━━ Data section ━━

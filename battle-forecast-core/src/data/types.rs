use serde::{Deserialize, Serialize};
use std::fmt;

#[derive(Clone, Copy, Debug, Eq, PartialEq, Hash, Ord, PartialOrd, Deserialize, Serialize)]
#[serde(try_from = "String", into = "String")]
pub enum Type {
    Normal,
    Fire,
    Water,
    Electric,
    Grass,
    Ice,
    Fighting,
    Poison,
    Ground,
    Flying,
    Psychic,
    Bug,
    Rock,
    Ghost,
    Dragon,
    Dark,
    Steel,
    Fairy,
    /// Used for typeless damage such as confusion self-hits.
    Typeless,
}

impl Type {
    pub fn name(self) -> &'static str {
        match self {
            Type::Normal => "Normal",
            Type::Fire => "Fire",
            Type::Water => "Water",
            Type::Electric => "Electric",
            Type::Grass => "Grass",
            Type::Ice => "Ice",
            Type::Fighting => "Fighting",
            Type::Poison => "Poison",
            Type::Ground => "Ground",
            Type::Flying => "Flying",
            Type::Psychic => "Psychic",
            Type::Bug => "Bug",
            Type::Rock => "Rock",
            Type::Ghost => "Ghost",
            Type::Dragon => "Dragon",
            Type::Dark => "Dark",
            Type::Steel => "Steel",
            Type::Fairy => "Fairy",
            Type::Typeless => "???",
        }
    }
}

impl Default for Type {
    fn default() -> Self {
        Type::Typeless
    }
}

impl fmt::Display for Type {
    fn fmt(&self, f: &mut fmt::Formatter<'_>) -> fmt::Result {
        f.write_str(self.name())
    }
}

impl TryFrom<String> for Type {
    type Error = String;

    fn try_from(value: String) -> Result<Self, Self::Error> {
        parse_type(&value).ok_or_else(|| format!("unknown type '{value}'"))
    }
}

impl From<Type> for String {
    fn from(value: Type) -> Self {
        value.name().to_string()
    }
}

pub fn parse_type(name: &str) -> Option<Type> {
    match name.to_ascii_lowercase().as_str() {
        "normal" => Some(Type::Normal),
        "fire" => Some(Type::Fire),
        "water" => Some(Type::Water),
        "electric" => Some(Type::Electric),
        "grass" => Some(Type::Grass),
        "ice" => Some(Type::Ice),
        "fighting" => Some(Type::Fighting),
        "poison" => Some(Type::Poison),
        "ground" => Some(Type::Ground),
        "flying" => Some(Type::Flying),
        "psychic" => Some(Type::Psychic),
        "bug" => Some(Type::Bug),
        "rock" => Some(Type::Rock),
        "ghost" => Some(Type::Ghost),
        "dragon" => Some(Type::Dragon),
        "dark" => Some(Type::Dark),
        "steel" => Some(Type::Steel),
        "fairy" => Some(Type::Fairy),
        "typeless" | "???" => Some(Type::Typeless),
        _ => None,
    }
}

/// Product of single-type multipliers against every defending type.
pub fn type_effectiveness(move_type: Type, target_types: &[Type]) -> f32 {
    target_types
        .iter()
        .map(|defending| single_type_effectiveness(move_type, *defending))
        .product()
}

pub fn single_type_effectiveness(attacking: Type, defending: Type) -> f32 {
    use Type::*;
    match attacking {
        Normal => match defending {
            Rock | Steel => 0.5,
            Ghost => 0.0,
            _ => 1.0,
        },
        Fire => match defending {
            Fire | Water | Rock | Dragon => 0.5,
            Grass | Ice | Bug | Steel => 2.0,
            _ => 1.0,
        },
        Water => match defending {
            Water | Grass | Dragon => 0.5,
            Fire | Ground | Rock => 2.0,
            _ => 1.0,
        },
        Electric => match defending {
            Electric | Grass | Dragon => 0.5,
            Water | Flying => 2.0,
            Ground => 0.0,
            _ => 1.0,
        },
        Grass => match defending {
            Fire | Grass | Poison | Flying | Bug | Dragon | Steel => 0.5,
            Water | Ground | Rock => 2.0,
            _ => 1.0,
        },
        Ice => match defending {
            Fire | Water | Ice | Steel => 0.5,
            Grass | Ground | Flying | Dragon => 2.0,
            _ => 1.0,
        },
        Fighting => match defending {
            Normal | Ice | Rock | Dark | Steel => 2.0,
            Poison | Flying | Psychic | Bug | Fairy => 0.5,
            Ghost => 0.0,
            _ => 1.0,
        },
        Poison => match defending {
            Grass | Fairy => 2.0,
            Poison | Ground | Rock | Ghost => 0.5,
            Steel => 0.0,
            _ => 1.0,
        },
        Ground => match defending {
            Fire | Electric | Poison | Rock | Steel => 2.0,
            Grass | Bug => 0.5,
            Flying => 0.0,
            _ => 1.0,
        },
        Flying => match defending {
            Grass | Fighting | Bug => 2.0,
            Electric | Rock | Steel => 0.5,
            _ => 1.0,
        },
        Psychic => match defending {
            Fighting | Poison => 2.0,
            Psychic | Steel => 0.5,
            Dark => 0.0,
            _ => 1.0,
        },
        Bug => match defending {
            Grass | Psychic | Dark => 2.0,
            Fire | Fighting | Poison | Flying | Ghost | Steel | Fairy => 0.5,
            _ => 1.0,
        },
        Rock => match defending {
            Fire | Ice | Flying | Bug => 2.0,
            Fighting | Ground | Steel => 0.5,
            _ => 1.0,
        },
        Ghost => match defending {
            Ghost | Psychic => 2.0,
            Dark => 0.5,
            Normal => 0.0,
            _ => 1.0,
        },
        Dragon => match defending {
            Dragon => 2.0,
            Steel => 0.5,
            Fairy => 0.0,
            _ => 1.0,
        },
        Dark => match defending {
            Psychic | Ghost => 2.0,
            Fighting | Dark | Fairy => 0.5,
            _ => 1.0,
        },
        Steel => match defending {
            Rock | Ice | Fairy => 2.0,
            Fire | Water | Electric | Steel => 0.5,
            _ => 1.0,
        },
        Fairy => match defending {
            Fighting | Dragon | Dark => 2.0,
            Fire | Poison | Steel => 0.5,
            _ => 1.0,
        },
        Typeless => 1.0,
    }
}

#[cfg(test)]
mod tests {
    use super::*;

    #[test]
    fn dual_type_multipliers_stack() {
        assert_eq!(type_effectiveness(Type::Ice, &[Type::Dragon, Type::Ground]), 4.0);
        assert_eq!(type_effectiveness(Type::Electric, &[Type::Water, Type::Ground]), 0.0);
        assert_eq!(type_effectiveness(Type::Fire, &[Type::Water, Type::Rock]), 0.25);
    }

    #[test]
    fn type_names_parse_case_insensitively() {
        assert_eq!(parse_type("FIRE"), Some(Type::Fire));
        assert_eq!(parse_type("fairy"), Some(Type::Fairy));
        assert_eq!(parse_type("Shadow"), None);
    }
}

━━━

» Description of the task: Among the lines of the listing above, count those that hold the string "Poison", giving the count alone.

» Expected output: 11